Сюда вполне можно было бы пририфмовать «лесной вредитель», но «вредитель» звучало ещё слишком страшно у нас в стране, где к этим годам их накопилось великое множество — в тюрьмах, лагерях и ссылке. Обвинялись они в чём угодно: в том, что не так говорили про власть, сомневались в правильности её действий, шутили по её адресу, рассказывали анекдоты; а то и потому, что имели неосторожность быть в прошедшие времена дворянами, священнослужителями или просто входили в состав семьи уже арестованных — были их жёнами, мужьями, детьми…
Полагаю, не нужно особо пояснять, что, порядком утомясь от происходящей вокруг нас непрерывной борьбы с врагами мира и социализма на всех континентах, а также в собственной стране, мы с Юлием не без удовольствия отводили сейчас душу, помогая милым животным и растениям перевоспитывать отрицательного Стася, кто на протяжении полутора часов, которые длится спектакль, конечно же, понемногу исправляется на глазах у публики и перед самым закрытием занавеса честно заявляет:
…Обещаю, никогда
Зайца я не трону,
Не разрушу я гнезда,
Не убью ворону
И не буду бить ужей!
Я хорошим стал уже…
Получать удовольствие от свободного перевода этой незатейливой пьески нам с Юлием поспособствовала его Лариса, сделавшая подстрочный перевод с польского. Я уже говорил, по-моему, что она знала почти всё: во всяком случае, почти все славянские языки, алгебраическую лингвистику, классическую литературу (и не классическую тоже); а также умела много чего: покупать в очередях продукты, сносно готовить из них разные блюда, чинить электричество, ремонтировать мебель. Успевая при этом гулять с собакой и писать диссертацию.

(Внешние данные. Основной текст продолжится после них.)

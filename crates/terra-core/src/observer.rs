//! Game state notifications.
//!
//! Observers register per player and receive JSON snapshots after every
//! successful game transition.

use crate::player::PlayerId;
use std::collections::BTreeMap;

/// Receives game state snapshots
pub trait TerraFuturaObserver {
    fn notify(&self, game_state: &str);
}

/// Registry of one observer per player
#[derive(Default)]
pub struct GameObserver {
    observers: BTreeMap<PlayerId, Box<dyn TerraFuturaObserver>>,
}

impl GameObserver {
    pub fn new() -> Self {
        Self::default()
    }

    /// Register `observer` for `player`, replacing any previous one
    pub fn register_observer(&mut self, player: PlayerId, observer: Box<dyn TerraFuturaObserver>) {
        self.observers.insert(player, observer);
    }

    pub fn unregister_observer(&mut self, player: PlayerId) {
        self.observers.remove(&player);
    }

    /// Send each player's observer that player's own state
    pub fn notify_all(&self, states: &BTreeMap<PlayerId, String>) {
        for (player, observer) in &self.observers {
            if let Some(state) = states.get(player) {
                observer.notify(state);
            }
        }
    }

    pub fn is_empty(&self) -> bool {
        self.observers.is_empty()
    }
}
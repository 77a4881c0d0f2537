//! Rewards for assisting players.
//!
//! After an assisted activation the assisting player takes one of the
//! resources the acting player paid and puts it on the card that assisted.

use crate::grid::{CardGrid, Grid};
use crate::player::PlayerId;
use crate::position::GridPosition;
use crate::resource::Resource;
use serde::{Deserialize, Serialize};
use thiserror::Error;
use tracing::debug;

#[derive(Debug, Clone, PartialEq, Eq, Error)]
pub enum RewardError {
    #[error("no reward is waiting to be selected")]
    NothingPending,

    #[error("{0} is not among the offered rewards")]
    NotOffered(Resource),
}

/// A pending reward choice
#[derive(Debug, Clone, Default, PartialEq, Eq, Serialize, Deserialize)]
pub struct SelectReward {
    player: Option<PlayerId>,
    card: Option<GridPosition>,
    reward: Vec<Resource>,
}

impl SelectReward {
    pub fn new() -> Self {
        Self::default()
    }

    /// Offer `reward` to `player` for the card at `card` on their grid
    pub fn set_reward(&mut self, player: PlayerId, card: GridPosition, reward: &[Resource]) {
        self.player = Some(player);
        self.card = Some(card);
        self.reward = reward.to_vec();
    }

    /// The player who may choose, if a reward is pending
    pub fn player(&self) -> Option<PlayerId> {
        self.player
    }

    pub fn reward(&self) -> &[Resource] {
        &self.reward
    }

    pub fn can_select_reward(&self, resource: Resource) -> bool {
        self.player.is_some() && self.reward.contains(&resource)
    }

    /// Put `resource` on the assisting card in `grid` and clear the offer.
    ///
    /// If the assisting card has gone inactive meanwhile, the reward is
    /// forfeited.
    pub fn select_reward(&mut self, resource: Resource, grid: &mut Grid) -> Result<(), RewardError> {
        let card = self.card.ok_or(RewardError::NothingPending)?;
        if self.player.is_none() {
            return Err(RewardError::NothingPending);
        }
        if !self.reward.contains(&resource) {
            return Err(RewardError::NotOffered(resource));
        }

        match grid.card_mut(card) {
            Some(target) if target.can_put_resources(&[resource]) => {
                if let Err(err) = target.put_resources(&[resource]) {
                    debug!(position = %card, error = %err, "reward forfeited");
                }
            }
            _ => debug!(position = %card, %resource, "assisting card cannot take reward"),
        }
        *self = Self::default();
        Ok(())
    }

    pub fn state(&self) -> String {
        serde_json::to_string(self).unwrap_or_else(|_| "{}".to_string())
    }
}
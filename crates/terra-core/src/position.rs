//! Grid coordinates.
//!
//! A player's cards sit on a small square grid. The starting card is at the
//! origin and the grid may grow in any direction, but never past
//! [`GRID_RADIUS`] from it, so every legal position lies in `-2..=2` on both
//! axes.

use serde::{Deserialize, Serialize};
use std::fmt;

/// Furthest a card may sit from the starting card on either axis
pub const GRID_RADIUS: i32 = 2;

/// Position of a card on a player's grid
#[derive(Debug, Clone, Copy, PartialEq, Eq, Hash, PartialOrd, Ord, Serialize, Deserialize, Default)]
pub struct GridPosition {
    /// Column (increases to the right)
    pub x: i32,
    /// Row (increases downwards)
    pub y: i32,
}

impl GridPosition {
    /// Create a new grid position
    pub const fn new(x: i32, y: i32) -> Self {
        Self { x, y }
    }

    /// The starting card's position
    pub const fn origin() -> Self {
        Self::new(0, 0)
    }

    /// Whether this position lies within the bounded coordinate range
    pub fn in_bounds(&self) -> bool {
        self.x.abs() <= GRID_RADIUS && self.y.abs() <= GRID_RADIUS
    }

    /// The four orthogonal neighbours
    pub fn neighbors(&self) -> [GridPosition; 4] {
        [
            GridPosition::new(self.x + 1, self.y),
            GridPosition::new(self.x - 1, self.y),
            GridPosition::new(self.x, self.y + 1),
            GridPosition::new(self.x, self.y - 1),
        ]
    }

    /// Every position in the bounded coordinate range, row by row
    pub fn all() -> impl Iterator<Item = GridPosition> {
        (-GRID_RADIUS..=GRID_RADIUS)
            .flat_map(|y| (-GRID_RADIUS..=GRID_RADIUS).map(move |x| GridPosition::new(x, y)))
    }
}

impl fmt::Display for GridPosition {
    fn fmt(&self, f: &mut fmt::Formatter<'_>) -> fmt::Result {
        write!(f, "({},{})", self.x, self.y)
    }
}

Что же касается двух комнат на Ленинском проспекте, то они свалились на их семью нежданно, негаданно, и благодарить за это следовало не, как обычно, генерального секретаря, партию и правительство, а представительство Белоруссии, которое находилось в одном доме с ними на Маросейке и решило расширить свои владения. В новом жилище семья Даниэлей состояла уже из трёх, а не из четырёх человек: мать Юлия определили в больницу, и, по-видимому, надолго, если не навсегда…
* * *
Я нашёл у себя на одной из полок первую афишу нашего спектакля, полученную в театре после генеральной репетиции.
Вот она:
Мария Ковнацкая
Орешек
Музыкальное представление для детей
Перевод с польского и сценическая редакция
Ю. Даниэля и Ю. Хазанова
А дальше идут строки, написанные от руки и обращённые к нам:
Поздравляем пап с премьерой!
Сын Орешек очень мил:
Славный мальчик, умный в меру,
Радость детям подарил!
Потом следуют подписи артистов (Орешек, Белка, Барсук, Ежи, Стась, Бабушка, Уж, Ворона…) и приписка от начальства:
Дорогие Ю. и Ю.!
Надеемся, вы не упрекнёте нас в банальности, но на память приходит небезызвестное изречение о том, что мужчина обычно хочет быть первым, а женщина — последней. Поскольку руководство нашего театра олицетворяется лицами обоего пола, мы хотели бы стать вашей и первой, и последней привязанностью, и чтобы вы сделались нашими первыми и последними авторами…
Директор
Главный режиссёр
Как говорится, «пустячок, а приятно»…
Но тут же вспоминается, что через несколько лет наши фамилии исчезли с афиш, а позже появились снова, но в несколько изменённом виде: Ю. Петров и Ю. Хазанов.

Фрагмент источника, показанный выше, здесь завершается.